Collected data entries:
—————

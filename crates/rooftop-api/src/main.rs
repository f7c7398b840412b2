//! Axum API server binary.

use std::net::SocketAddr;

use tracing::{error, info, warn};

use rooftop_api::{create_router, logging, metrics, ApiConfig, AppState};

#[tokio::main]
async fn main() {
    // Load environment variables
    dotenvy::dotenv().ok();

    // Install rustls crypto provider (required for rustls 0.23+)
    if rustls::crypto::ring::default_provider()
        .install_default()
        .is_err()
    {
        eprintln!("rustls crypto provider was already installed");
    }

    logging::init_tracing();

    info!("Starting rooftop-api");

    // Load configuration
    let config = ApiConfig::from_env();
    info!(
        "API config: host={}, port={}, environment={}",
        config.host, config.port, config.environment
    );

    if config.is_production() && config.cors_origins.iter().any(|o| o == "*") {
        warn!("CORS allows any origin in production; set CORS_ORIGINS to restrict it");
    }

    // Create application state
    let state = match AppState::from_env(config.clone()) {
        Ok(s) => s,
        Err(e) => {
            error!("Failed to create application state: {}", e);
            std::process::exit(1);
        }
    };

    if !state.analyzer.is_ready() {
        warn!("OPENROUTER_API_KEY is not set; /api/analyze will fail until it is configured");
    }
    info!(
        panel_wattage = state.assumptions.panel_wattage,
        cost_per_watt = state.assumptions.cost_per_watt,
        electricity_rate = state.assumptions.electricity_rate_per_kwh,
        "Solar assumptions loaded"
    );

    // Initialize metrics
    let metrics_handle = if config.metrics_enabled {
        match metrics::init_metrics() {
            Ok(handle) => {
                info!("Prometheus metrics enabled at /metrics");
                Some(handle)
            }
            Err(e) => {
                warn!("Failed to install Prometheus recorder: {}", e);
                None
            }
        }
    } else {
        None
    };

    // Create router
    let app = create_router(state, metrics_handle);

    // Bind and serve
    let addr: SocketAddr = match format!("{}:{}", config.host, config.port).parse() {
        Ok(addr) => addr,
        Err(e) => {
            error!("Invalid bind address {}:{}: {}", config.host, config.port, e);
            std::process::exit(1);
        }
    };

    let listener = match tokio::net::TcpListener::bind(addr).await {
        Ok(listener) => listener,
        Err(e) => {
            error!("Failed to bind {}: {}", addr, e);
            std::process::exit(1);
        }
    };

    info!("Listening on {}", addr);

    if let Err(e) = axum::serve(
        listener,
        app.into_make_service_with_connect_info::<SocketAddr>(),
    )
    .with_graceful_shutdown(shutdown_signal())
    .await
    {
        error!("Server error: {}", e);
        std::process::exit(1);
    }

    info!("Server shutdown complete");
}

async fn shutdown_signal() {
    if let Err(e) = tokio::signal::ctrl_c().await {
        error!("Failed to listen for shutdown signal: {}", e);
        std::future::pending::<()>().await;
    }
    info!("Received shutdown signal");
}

—————

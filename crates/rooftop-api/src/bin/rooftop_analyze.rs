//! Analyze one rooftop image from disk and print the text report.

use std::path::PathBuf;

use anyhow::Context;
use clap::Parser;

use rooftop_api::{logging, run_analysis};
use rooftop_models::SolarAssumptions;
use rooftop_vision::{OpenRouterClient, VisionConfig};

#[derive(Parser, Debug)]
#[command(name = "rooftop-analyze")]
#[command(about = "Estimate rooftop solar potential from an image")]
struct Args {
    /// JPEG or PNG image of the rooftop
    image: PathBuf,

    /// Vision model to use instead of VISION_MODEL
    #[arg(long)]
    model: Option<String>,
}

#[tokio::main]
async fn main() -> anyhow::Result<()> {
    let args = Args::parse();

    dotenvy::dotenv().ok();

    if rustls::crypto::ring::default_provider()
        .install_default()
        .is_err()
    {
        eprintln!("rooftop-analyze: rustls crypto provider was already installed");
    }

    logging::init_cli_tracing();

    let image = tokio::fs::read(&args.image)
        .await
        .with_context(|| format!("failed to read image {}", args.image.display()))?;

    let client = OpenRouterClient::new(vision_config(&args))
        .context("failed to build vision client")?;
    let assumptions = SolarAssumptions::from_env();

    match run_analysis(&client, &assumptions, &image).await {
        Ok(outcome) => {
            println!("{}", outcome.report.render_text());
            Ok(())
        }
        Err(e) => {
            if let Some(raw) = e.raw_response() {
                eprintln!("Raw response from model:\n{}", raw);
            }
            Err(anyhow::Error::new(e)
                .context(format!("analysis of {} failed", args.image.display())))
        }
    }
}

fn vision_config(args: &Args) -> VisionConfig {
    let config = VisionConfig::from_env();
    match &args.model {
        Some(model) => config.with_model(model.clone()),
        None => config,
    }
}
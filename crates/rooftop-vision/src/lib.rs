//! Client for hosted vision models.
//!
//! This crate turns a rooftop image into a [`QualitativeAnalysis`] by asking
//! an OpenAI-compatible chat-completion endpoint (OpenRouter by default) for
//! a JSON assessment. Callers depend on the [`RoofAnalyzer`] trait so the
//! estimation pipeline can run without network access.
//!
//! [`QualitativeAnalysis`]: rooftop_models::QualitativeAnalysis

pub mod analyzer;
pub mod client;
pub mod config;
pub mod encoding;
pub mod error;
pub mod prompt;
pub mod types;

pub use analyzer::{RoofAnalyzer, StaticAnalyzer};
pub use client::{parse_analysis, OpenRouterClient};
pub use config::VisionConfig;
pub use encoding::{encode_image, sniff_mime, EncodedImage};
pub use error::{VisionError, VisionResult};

—————

- [Activity]
Whenever a line in the preceding entries includes the word "logging", count it, and state the total alone.

- [Reply]
4